*SOURCE MATERIAL:*
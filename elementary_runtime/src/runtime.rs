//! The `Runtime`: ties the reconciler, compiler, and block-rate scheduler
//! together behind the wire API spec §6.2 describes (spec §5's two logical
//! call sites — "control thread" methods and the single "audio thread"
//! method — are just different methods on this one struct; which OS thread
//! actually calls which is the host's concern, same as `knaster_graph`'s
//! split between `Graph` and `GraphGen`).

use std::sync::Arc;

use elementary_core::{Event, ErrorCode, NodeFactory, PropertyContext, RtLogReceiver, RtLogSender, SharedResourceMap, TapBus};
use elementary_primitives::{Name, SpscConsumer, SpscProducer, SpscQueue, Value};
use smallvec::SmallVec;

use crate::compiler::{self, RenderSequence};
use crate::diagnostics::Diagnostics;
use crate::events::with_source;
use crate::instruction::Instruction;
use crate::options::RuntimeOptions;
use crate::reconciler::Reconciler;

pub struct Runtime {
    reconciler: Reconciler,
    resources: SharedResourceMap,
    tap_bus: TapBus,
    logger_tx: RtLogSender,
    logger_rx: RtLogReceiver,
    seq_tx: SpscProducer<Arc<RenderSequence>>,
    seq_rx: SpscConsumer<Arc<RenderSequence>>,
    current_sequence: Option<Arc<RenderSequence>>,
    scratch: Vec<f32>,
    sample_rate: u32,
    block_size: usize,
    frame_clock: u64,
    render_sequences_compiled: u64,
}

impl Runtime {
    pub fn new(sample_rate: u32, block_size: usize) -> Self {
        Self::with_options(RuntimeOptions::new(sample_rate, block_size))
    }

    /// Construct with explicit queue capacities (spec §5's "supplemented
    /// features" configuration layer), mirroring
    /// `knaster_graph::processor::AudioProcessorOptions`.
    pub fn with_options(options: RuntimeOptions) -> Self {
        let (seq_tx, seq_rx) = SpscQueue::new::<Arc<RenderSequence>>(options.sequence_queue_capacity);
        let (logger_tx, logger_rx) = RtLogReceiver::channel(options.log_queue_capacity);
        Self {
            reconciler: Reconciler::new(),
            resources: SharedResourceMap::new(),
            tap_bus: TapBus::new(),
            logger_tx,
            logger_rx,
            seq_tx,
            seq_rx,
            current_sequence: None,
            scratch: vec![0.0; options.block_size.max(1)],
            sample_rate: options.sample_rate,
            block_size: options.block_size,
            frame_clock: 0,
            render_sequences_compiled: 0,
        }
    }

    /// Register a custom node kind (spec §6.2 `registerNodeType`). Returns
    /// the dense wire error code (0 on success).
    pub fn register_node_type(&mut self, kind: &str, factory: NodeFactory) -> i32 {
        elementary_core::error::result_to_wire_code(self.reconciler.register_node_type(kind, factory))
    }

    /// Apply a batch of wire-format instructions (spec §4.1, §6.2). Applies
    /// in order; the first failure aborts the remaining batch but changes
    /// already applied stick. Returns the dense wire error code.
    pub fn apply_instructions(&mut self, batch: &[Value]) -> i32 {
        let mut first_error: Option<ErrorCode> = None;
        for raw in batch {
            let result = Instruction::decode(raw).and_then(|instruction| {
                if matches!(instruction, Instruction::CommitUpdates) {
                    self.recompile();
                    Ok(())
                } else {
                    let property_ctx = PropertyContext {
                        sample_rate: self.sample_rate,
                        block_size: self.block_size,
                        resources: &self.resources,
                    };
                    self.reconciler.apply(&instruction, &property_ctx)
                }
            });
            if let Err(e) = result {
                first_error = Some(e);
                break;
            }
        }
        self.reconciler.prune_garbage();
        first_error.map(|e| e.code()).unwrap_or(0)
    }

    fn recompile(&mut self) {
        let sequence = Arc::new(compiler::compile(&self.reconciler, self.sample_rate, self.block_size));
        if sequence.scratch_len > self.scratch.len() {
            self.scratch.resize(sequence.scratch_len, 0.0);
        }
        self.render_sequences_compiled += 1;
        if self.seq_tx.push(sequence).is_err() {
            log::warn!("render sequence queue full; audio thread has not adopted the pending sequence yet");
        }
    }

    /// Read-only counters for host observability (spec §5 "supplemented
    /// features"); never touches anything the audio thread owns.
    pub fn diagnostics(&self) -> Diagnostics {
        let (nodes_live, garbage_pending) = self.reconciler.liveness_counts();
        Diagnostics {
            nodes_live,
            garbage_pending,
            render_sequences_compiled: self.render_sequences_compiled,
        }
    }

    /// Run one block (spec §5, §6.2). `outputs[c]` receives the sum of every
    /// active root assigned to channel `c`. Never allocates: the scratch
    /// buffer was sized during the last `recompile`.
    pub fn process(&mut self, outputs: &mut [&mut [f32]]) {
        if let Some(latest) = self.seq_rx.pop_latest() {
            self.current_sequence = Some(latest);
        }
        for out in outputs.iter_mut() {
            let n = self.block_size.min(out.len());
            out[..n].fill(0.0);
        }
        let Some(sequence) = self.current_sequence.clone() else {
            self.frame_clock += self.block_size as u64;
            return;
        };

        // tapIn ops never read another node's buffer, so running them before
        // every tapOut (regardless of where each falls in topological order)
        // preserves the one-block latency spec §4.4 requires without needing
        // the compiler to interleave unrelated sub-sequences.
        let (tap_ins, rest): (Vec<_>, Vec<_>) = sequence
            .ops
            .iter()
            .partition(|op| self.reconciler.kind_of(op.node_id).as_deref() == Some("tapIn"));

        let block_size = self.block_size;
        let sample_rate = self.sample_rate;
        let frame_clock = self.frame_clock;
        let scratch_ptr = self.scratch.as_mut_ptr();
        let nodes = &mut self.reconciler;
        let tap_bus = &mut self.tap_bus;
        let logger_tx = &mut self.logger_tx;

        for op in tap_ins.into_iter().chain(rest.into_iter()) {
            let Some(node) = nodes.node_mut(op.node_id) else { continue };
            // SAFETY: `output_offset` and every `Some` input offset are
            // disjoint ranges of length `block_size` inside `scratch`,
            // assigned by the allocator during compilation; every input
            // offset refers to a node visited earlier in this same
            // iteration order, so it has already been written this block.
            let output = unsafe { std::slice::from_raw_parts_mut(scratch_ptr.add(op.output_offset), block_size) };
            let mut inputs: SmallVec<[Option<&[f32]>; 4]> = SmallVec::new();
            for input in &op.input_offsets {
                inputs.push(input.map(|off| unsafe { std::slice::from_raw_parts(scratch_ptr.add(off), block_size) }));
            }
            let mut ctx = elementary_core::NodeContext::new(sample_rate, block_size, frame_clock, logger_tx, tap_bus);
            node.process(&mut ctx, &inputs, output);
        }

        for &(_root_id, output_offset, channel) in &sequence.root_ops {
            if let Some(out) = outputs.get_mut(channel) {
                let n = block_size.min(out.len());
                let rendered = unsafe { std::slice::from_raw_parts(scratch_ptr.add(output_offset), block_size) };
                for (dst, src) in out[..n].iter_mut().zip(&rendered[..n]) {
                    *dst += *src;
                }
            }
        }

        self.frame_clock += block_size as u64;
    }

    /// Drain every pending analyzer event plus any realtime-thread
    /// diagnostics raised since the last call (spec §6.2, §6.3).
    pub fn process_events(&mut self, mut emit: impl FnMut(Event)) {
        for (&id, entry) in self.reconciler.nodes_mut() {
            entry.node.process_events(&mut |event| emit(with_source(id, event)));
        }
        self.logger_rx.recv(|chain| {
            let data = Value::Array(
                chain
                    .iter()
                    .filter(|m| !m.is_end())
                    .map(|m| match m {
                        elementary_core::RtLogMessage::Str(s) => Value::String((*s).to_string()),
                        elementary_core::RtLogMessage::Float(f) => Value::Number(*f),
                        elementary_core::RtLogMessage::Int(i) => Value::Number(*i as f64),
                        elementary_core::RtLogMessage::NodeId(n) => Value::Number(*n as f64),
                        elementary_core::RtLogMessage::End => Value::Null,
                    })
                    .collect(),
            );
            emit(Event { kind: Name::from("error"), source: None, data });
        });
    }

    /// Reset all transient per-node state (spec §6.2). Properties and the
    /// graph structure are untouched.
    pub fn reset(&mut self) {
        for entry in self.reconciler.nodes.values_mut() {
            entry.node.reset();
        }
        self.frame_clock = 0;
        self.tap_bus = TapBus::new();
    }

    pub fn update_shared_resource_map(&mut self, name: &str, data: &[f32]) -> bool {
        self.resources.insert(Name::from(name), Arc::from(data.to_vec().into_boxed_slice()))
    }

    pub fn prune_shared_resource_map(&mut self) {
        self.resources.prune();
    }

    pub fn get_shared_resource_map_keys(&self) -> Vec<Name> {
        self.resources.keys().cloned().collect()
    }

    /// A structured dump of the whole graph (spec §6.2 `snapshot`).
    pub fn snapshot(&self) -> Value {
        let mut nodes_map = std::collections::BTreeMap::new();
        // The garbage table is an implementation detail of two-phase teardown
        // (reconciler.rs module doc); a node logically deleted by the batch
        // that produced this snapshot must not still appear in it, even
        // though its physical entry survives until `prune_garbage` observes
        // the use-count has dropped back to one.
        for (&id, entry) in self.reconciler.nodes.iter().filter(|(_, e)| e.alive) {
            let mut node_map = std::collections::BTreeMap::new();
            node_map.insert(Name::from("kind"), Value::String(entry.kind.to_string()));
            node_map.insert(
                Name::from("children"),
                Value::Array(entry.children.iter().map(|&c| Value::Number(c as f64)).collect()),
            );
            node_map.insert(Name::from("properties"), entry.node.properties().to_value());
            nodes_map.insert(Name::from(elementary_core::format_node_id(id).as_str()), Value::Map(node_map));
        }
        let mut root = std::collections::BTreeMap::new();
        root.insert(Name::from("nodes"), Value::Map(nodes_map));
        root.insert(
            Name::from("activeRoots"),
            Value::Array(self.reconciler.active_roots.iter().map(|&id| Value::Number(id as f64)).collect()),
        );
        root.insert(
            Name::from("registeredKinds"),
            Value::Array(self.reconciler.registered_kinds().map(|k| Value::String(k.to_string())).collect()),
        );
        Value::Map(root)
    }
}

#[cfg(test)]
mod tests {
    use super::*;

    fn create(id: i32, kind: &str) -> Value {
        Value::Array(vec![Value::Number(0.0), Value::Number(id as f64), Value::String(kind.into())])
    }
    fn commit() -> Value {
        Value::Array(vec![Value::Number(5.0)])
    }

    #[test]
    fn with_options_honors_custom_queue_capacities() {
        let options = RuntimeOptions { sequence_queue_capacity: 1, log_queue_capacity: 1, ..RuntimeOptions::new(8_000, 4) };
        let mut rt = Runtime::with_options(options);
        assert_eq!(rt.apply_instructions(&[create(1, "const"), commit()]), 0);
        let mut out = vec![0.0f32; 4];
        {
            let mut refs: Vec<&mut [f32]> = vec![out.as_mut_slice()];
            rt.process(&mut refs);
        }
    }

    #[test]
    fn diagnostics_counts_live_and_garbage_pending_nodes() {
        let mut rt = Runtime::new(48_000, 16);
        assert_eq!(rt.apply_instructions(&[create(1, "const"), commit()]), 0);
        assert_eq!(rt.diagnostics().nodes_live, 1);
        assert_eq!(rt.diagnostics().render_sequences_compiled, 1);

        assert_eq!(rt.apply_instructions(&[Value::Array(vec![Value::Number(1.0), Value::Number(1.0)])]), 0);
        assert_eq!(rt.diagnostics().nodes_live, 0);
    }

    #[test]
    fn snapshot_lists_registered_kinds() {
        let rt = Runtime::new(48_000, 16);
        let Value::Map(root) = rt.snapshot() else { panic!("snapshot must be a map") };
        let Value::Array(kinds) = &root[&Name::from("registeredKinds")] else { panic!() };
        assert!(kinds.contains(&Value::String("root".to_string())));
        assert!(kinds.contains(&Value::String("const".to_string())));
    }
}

*THE PROBLEM:*
Where a line in the records above contains the string "PropertyContext", return that line.

*RESPONSE BELOW:*
use elementary_core::{Event, ErrorCode, NodeFactory, PropertyContext, RtLogReceiver, RtLogSender, SharedResourceMap, TapBus};
                    let property_ctx = PropertyContext {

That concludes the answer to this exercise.